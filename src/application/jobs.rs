//! Single-flight background job wrapping one orchestrator invocation.
//!
//! The registry is a process-wide single slot: a new scan while one is in
//! flight is rejected, not queued, and a finished scan fully replaces the
//! previous result. Any failure inside the job task is caught at this
//! boundary, reported in the status message, and always clears the running
//! flag so the next scan can start.

use crate::application::scanner::{ProgressFn, ScanOrchestrator};
use crate::domain::errors::JobError;
use crate::domain::market::ScanResult;
use crate::domain::ports::SymbolUniverse;
use serde::Serialize;
use std::sync::{Arc, Mutex, MutexGuard};
use std::time::Instant;
use tracing::{error, info};

#[derive(Debug, Default)]
struct JobState {
    running: bool,
    progress: usize,
    total: usize,
    message: String,
    last_results: Option<ScanResult>,
    started_at: Option<Instant>,
}

/// Point-in-time view of the job slot, shaped for the status endpoint.
#[derive(Debug, Clone, Serialize)]
pub struct JobSnapshot {
    pub running: bool,
    pub progress: usize,
    pub total: usize,
    pub message: String,
    pub results: Option<ScanResult>,
    /// Seconds since the running scan started, 0 when idle.
    pub elapsed: f64,
}

pub struct JobRegistry {
    state: Mutex<JobState>,
}

impl Default for JobRegistry {
    fn default() -> Self {
        Self::new()
    }
}

impl JobRegistry {
    pub fn new() -> Self {
        Self {
            state: Mutex::new(JobState {
                message: "Idle".to_string(),
                ..JobState::default()
            }),
        }
    }

    fn lock(&self) -> MutexGuard<'_, JobState> {
        // A poisoned lock only means a writer panicked mid-update; the state
        // fields are all independently valid, so take it as-is.
        self.state.lock().unwrap_or_else(|poisoned| poisoned.into_inner())
    }

    /// Atomically claim the single job slot and reset the stats.
    pub fn try_start(&self) -> Result<(), JobError> {
        let mut state = self.lock();
        if state.running {
            return Err(JobError::AlreadyRunning);
        }
        state.running = true;
        state.progress = 0;
        state.total = 0;
        state.last_results = None;
        state.started_at = Some(Instant::now());
        state.message = "Starting analysis...".to_string();
        Ok(())
    }

    pub fn set_progress(&self, progress: usize, total: usize, message: &str) {
        let mut state = self.lock();
        state.progress = progress;
        state.total = total;
        state.message = message.to_string();
    }

    pub fn finish(&self, results: ScanResult) {
        let mut state = self.lock();
        state.last_results = Some(results);
        state.message = "Analysis Complete".to_string();
        state.running = false;
    }

    pub fn fail(&self, message: &str) {
        let mut state = self.lock();
        state.message = message.to_string();
        state.running = false;
    }

    pub fn snapshot(&self) -> JobSnapshot {
        let state = self.lock();
        let elapsed = match (state.running, state.started_at) {
            (true, Some(started_at)) => {
                (started_at.elapsed().as_secs_f64() * 10.0).round() / 10.0
            }
            _ => 0.0,
        };
        JobSnapshot {
            running: state.running,
            progress: state.progress,
            total: state.total,
            message: state.message.clone(),
            results: state.last_results.clone(),
            elapsed,
        }
    }
}

/// Runs scans as background jobs against the single-slot registry.
pub struct JobRunner {
    registry: Arc<JobRegistry>,
    universe: Arc<dyn SymbolUniverse>,
    orchestrator: Arc<ScanOrchestrator>,
}

impl JobRunner {
    pub fn new(
        registry: Arc<JobRegistry>,
        universe: Arc<dyn SymbolUniverse>,
        orchestrator: Arc<ScanOrchestrator>,
    ) -> Self {
        Self {
            registry,
            universe,
            orchestrator,
        }
    }

    /// Kick off a scan in the background, or reject if one is in flight.
    pub fn start_scan(&self) -> Result<(), JobError> {
        self.registry.try_start()?;
        info!("Volume scan job started");

        let registry = Arc::clone(&self.registry);
        let universe = Arc::clone(&self.universe);
        let orchestrator = Arc::clone(&self.orchestrator);

        tokio::spawn(async move {
            let progress_registry = Arc::clone(&registry);
            let progress: ProgressFn = Arc::new(move |done, total, message: &str| {
                progress_registry.set_progress(done, total, message);
            });

            let scan = tokio::spawn(async move {
                let symbols = universe.symbols().await;
                orchestrator.run(symbols, Some(progress)).await
            });

            // Job boundary: a panicked or cancelled scan must still release
            // the slot and leave an explanatory message behind.
            match scan.await {
                Ok(results) => registry.finish(results),
                Err(e) => {
                    error!("Scan job failed: {}", e);
                    registry.fail(&format!("Error: {}", e));
                }
            }
        });

        Ok(())
    }

    pub fn snapshot(&self) -> JobSnapshot {
        self.registry.snapshot()
    }
}

#[cfg(test)]
mod tests {
    use super::*;
    use crate::application::scanner::ScanSettings;
    use crate::domain::errors::ProviderError;
    use crate::domain::market::SeriesWindow;
    use crate::domain::ports::MarketDataService;
    use async_trait::async_trait;
    use std::collections::HashMap;
    use tokio::time::Duration;

    struct StaticUniverse(Vec<String>);

    #[async_trait]
    impl SymbolUniverse for StaticUniverse {
        async fn symbols(&self) -> Vec<String> {
            self.0.clone()
        }
    }

    /// Always yields empty batches, slowly, so the job stays running long
    /// enough to observe single-flight rejection.
    struct SlowEmptyMarketData;

    #[async_trait]
    impl MarketDataService for SlowEmptyMarketData {
        async fn fetch_batch(
            &self,
            _symbols: &[String],
        ) -> Result<HashMap<String, SeriesWindow>, ProviderError> {
            tokio::time::sleep(Duration::from_millis(50)).await;
            Ok(HashMap::new())
        }
    }

    struct PanickingMarketData;

    #[async_trait]
    impl MarketDataService for PanickingMarketData {
        async fn fetch_batch(
            &self,
            _symbols: &[String],
        ) -> Result<HashMap<String, SeriesWindow>, ProviderError> {
            panic!("simulated provider bug");
        }
    }

    fn runner(market_data: Arc<dyn MarketDataService>) -> JobRunner {
        let symbols: Vec<String> = (0..4).map(|i| format!("S{}", i)).collect();
        JobRunner::new(
            Arc::new(JobRegistry::new()),
            Arc::new(StaticUniverse(symbols)),
            Arc::new(ScanOrchestrator::new(
                market_data,
                ScanSettings {
                    batch_size: 2,
                    worker_count: 1,
                    ..ScanSettings::default()
                },
            )),
        )
    }

    async fn wait_until_idle(runner: &JobRunner) -> JobSnapshot {
        for _ in 0..100 {
            let snapshot = runner.snapshot();
            if !snapshot.running {
                return snapshot;
            }
            tokio::time::sleep(Duration::from_millis(10)).await;
        }
        panic!("job never finished");
    }

    #[tokio::test]
    async fn second_start_is_rejected_while_running() {
        let runner = runner(Arc::new(SlowEmptyMarketData));

        runner.start_scan().unwrap();
        assert_eq!(runner.start_scan(), Err(JobError::AlreadyRunning));

        let snapshot = wait_until_idle(&runner).await;
        assert_eq!(snapshot.message, "Analysis Complete");
        assert_eq!(snapshot.results.unwrap().total_scanned, 4);

        // Slot is free again.
        runner.start_scan().unwrap();
        wait_until_idle(&runner).await;
    }

    #[tokio::test]
    async fn panicking_scan_clears_running_flag_and_reports_error() {
        let runner = runner(Arc::new(PanickingMarketData));

        runner.start_scan().unwrap();
        let snapshot = wait_until_idle(&runner).await;

        assert!(snapshot.message.starts_with("Error:"), "{}", snapshot.message);
        assert!(snapshot.results.is_none());

        // A new scan can start after the failure.
        assert!(runner.start_scan().is_ok());
    }

    #[tokio::test]
    async fn snapshot_reports_progress_written_by_the_job() {
        let registry = JobRegistry::new();
        registry.try_start().unwrap();
        registry.set_progress(100, 400, "Processing: 100/400");

        let snapshot = registry.snapshot();
        assert!(snapshot.running);
        assert_eq!(snapshot.progress, 100);
        assert_eq!(snapshot.total, 400);
        assert_eq!(snapshot.message, "Processing: 100/400");
    }
}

--- Task goal ---
Look back at the entries above and repeat, unchanged, every line from the line holding "is in flight." through the line holding "let progress_registry = Arc::clone(&registry);".

--- Exercise answer ---
    /// Kick off a scan in the background, or reject if one is in flight.
    pub fn start_scan(&self) -> Result<(), JobError> {
        self.registry.try_start()?;
        info!("Volume scan job started");

        let registry = Arc::clone(&self.registry);
        let universe = Arc::clone(&self.universe);
        let orchestrator = Arc::clone(&self.orchestrator);

        tokio::spawn(async move {
            let progress_registry = Arc::clone(&registry);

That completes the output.